Pubblichiamo il commento del professor Massimo Bonelli nell’ambito dello speciale sul film di Checcho Zalone Tolo Tolo, che ha fatto parlare di sé soprattutto per il tema affrontato

di Marianna Mancini 

Massimo Bonelli, biblista e docente di Teologia dell’Università Cattolica è uno dei quasi sei milioni di spettatori che hanno visto Tolo Tolo, il nuovo film di Checco Zalone, uscito nelle sale cinematografiche da sole due settimane. 

Bonelli ha accolto con entusiasmo le sottili battute del comico pugliese e il suo riso amaro, che invita a riflettere. «Zalone affronta una problematica che il Paese sta vivendo, con fine comicità: non dà giudizi di merito, ma ci pone davanti a gravi lacune che andrebbero affrontate e lo fa partendo proprio da zero, ripercorrendo il viaggio del migrante. Per questo bisognerebbe ridere con intelligenza alle freddure del film e allo stesso tempo accogliere la riflessione che impone», commenta Bonelli e le considerazioni che ne derivano finiscono per coinvolgere da vicino il mondo cattolico. Infatti «Tolo Tolo mette in scena in modo chiaro come dietro la questione migratoria, oltre l’emergenza umanitaria si nasconda un grande business economico. La tradizione cristiana abbatte i muri, non ne costruisce. Il discorso è tuttavia più complesso di quello che i mass media vogliono farci credere: se non costruisci muri, devi poi essere in grado di educare e gestire la situazione». 

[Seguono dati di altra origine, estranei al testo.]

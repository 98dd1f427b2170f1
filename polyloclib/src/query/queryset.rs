//! Presentation ordering of report rows.
//!
//! Rows are sorted with a stable sort on the configured key. Ties on the key
//! are broken by the row's name ascending (language name for aggregate rows,
//! path for file rows), regardless of direction, so output is reproducible.

use std::cmp::Ordering as CmpOrdering;

use crate::data::stats::{FileRecord, LanguageAggregate, Report};

use super::options::{Ordering, SortDirection, SortKey};

/// A row that can be ordered by any [`SortKey`].
pub trait SortableRow {
    /// Name used for tie-breaking: language name or file path.
    fn tie_break(&self) -> &str;

    /// Language of the row, compared for [`SortKey::Language`].
    fn language(&self) -> &str;

    /// Numeric value for a count key.
    fn value(&self, key: SortKey) -> u64;
}

impl SortableRow for LanguageAggregate {
    fn tie_break(&self) -> &str {
        &self.language
    }

    fn language(&self) -> &str {
        &self.language
    }

    fn value(&self, key: SortKey) -> u64 {
        match key {
            SortKey::Language => 0,
            SortKey::FileCount => self.file_count,
            SortKey::TotalLines => self.stats.total(),
            SortKey::BlankLines => self.stats.blank,
            SortKey::CommentLines => self.stats.comments,
            SortKey::CodeLines => self.stats.code,
        }
    }
}

impl SortableRow for FileRecord {
    fn tie_break(&self) -> &str {
        &self.path
    }

    fn language(&self) -> &str {
        &self.language
    }

    fn value(&self, key: SortKey) -> u64 {
        match key {
            SortKey::Language => 0,
            SortKey::FileCount => 1,
            SortKey::TotalLines => self.stats.total(),
            SortKey::BlankLines => self.stats.blank,
            SortKey::CommentLines => self.stats.comments,
            SortKey::CodeLines => self.stats.code,
        }
    }
}

fn compare<T: SortableRow>(a: &T, b: &T, ordering: Ordering) -> CmpOrdering {
    let primary = match ordering.key {
        SortKey::Language => a.language().cmp(b.language()),
        key => a.value(key).cmp(&b.value(key)),
    };
    let primary = match ordering.direction {
        SortDirection::Ascending => primary,
        SortDirection::Descending => primary.reverse(),
    };
    primary.then_with(|| a.tie_break().cmp(b.tie_break()))
}

/// Sort rows in place by the given ordering.
pub fn sort_rows<T: SortableRow>(rows: &mut [T], ordering: Ordering) {
    rows.sort_by(|a, b| compare(a, b, ordering));
}

/// Put every row sequence of a report into presentation order.
pub fn sort_report(report: &mut Report, ordering: Ordering) {
    sort_rows(&mut report.languages, ordering);
    sort_rows(&mut report.files, ordering);
}

#[cfg(test)]
mod tests {
    use super::*;
    use crate::data::stats::Locs;

    fn lang(name: &str, files: u64, blank: u64, comments: u64, code: u64) -> LanguageAggregate {
        LanguageAggregate {
            language: name.to_string(),
            file_count: files,
            stats: Locs {
                blank,
                comments,
                code,
            },
        }
    }

    fn names(rows: &[LanguageAggregate]) -> Vec<&str> {
        rows.iter().map(|r| r.language.as_str()).collect()
    }

    #[test]
    fn test_language_ascending() {
        let mut rows = vec![lang("Go", 1, 0, 0, 5), lang("C", 1, 0, 0, 3)];
        sort_rows(&mut rows, Ordering::by_language());
        assert_eq!(names(&rows), vec!["C", "Go"]);
    }

    #[test]
    fn test_language_descending() {
        let mut rows = vec![
            lang("C", 1, 0, 0, 3),
            lang("Rust", 1, 0, 0, 3),
            lang("Go", 1, 0, 0, 5),
        ];
        sort_rows(&mut rows, Ordering::by_language().descending());
        assert_eq!(names(&rows), vec!["Rust", "Go", "C"]);
    }

    #[test]
    fn test_code_descending_with_ties_by_name() {
        let mut rows = vec![
            lang("Python", 2, 0, 0, 10),
            lang("C", 1, 0, 0, 40),
            lang("Go", 3, 0, 0, 10),
            lang("Awk", 1, 0, 0, 10),
        ];
        sort_rows(&mut rows, Ordering::by_code());
        assert_eq!(names(&rows), vec!["C", "Awk", "Go", "Python"]);

        for pair in rows.windows(2) {
            assert!(pair[0].stats.code >= pair[1].stats.code);
        }
    }

    #[test]
    fn test_ties_ascending_in_both_directions() {
        let mut rows = vec![lang("Go", 1, 0, 0, 10), lang("C", 1, 0, 0, 10)];
        sort_rows(&mut rows, Ordering::by_code().ascending());
        assert_eq!(names(&rows), vec!["C", "Go"]);
        sort_rows(&mut rows, Ordering::by_code());
        assert_eq!(names(&rows), vec!["C", "Go"]);
    }

    #[test]
    fn test_file_count_and_totals() {
        let mut rows = vec![
            lang("Go", 3, 1, 1, 1),
            lang("C", 1, 10, 0, 0),
            lang("Rust", 2, 0, 0, 2),
        ];
        sort_rows(
            &mut rows,
            Ordering::new(SortKey::FileCount, SortDirection::Ascending),
        );
        assert_eq!(names(&rows), vec!["C", "Rust", "Go"]);

        sort_rows(&mut rows, Ordering::by_total());
        assert_eq!(names(&rows), vec!["C", "Go", "Rust"]);
    }

    #[test]
    fn test_file_rows_by_language_then_path() {
        let mut files = vec![
            FileRecord::new("src/b.go", "Go", Locs::new()),
            FileRecord::new("main.c", "C", Locs::new()),
            FileRecord::new("src/a.go", "Go", Locs::new()),
        ];
        sort_rows(&mut files, Ordering::by_language());
        let paths: Vec<&str> = files.iter().map(|f| f.path.as_str()).collect();
        assert_eq!(paths, vec!["main.c", "src/a.go", "src/b.go"]);
    }

    #[test]
    fn test_sort_report_orders_both_sequences() {
        let mut report = Report::new("/root");
        report.languages = vec![lang("Go", 1, 0, 0, 1), lang("C", 1, 0, 0, 2)];
        report.files = vec![
            FileRecord::new(
                "x.go",
                "Go",
                Locs {
                    blank: 0,
                    comments: 0,
                    code: 1,
                },
            ),
            FileRecord::new(
                "y.c",
                "C",
                Locs {
                    blank: 0,
                    comments: 0,
                    code: 2,
                },
            ),
        ];

        sort_report(&mut report, Ordering::by_code());
        assert_eq!(names(&report.languages), vec!["C", "Go"]);
        assert_eq!(report.files[0].path, "y.c");
    }
}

Citazioni, latinismi e rimandi alla cultura cinematografica italiana abbondano nel film e spesso a richiamarli è proprio il personaggio di Oumar, ragazzo africano che sogna l’Europa. Bonelli li ha molto apprezzati ricordando che «l’ignoranza è il peccato più grande del mondo. Se vuoi fare il bene non devi ignorare, ma al contrario conoscere molto di più di quello che ti dona la tua patria d’origine. Poi certo ci sono aspetti positivi e negativi perché alla fine nel film è la persona più colta a fregare tutti». Per concludere: «Tutte le tematiche trattate, dalla classe politica italiana alla società fagocitata nella sua burocrazia, ci fanno capire quanto la loro rilevanza vada ben oltre una pellicola di 90 minuti. Se l’intento era smuovere le coscienze, Zalone c’è riuscito».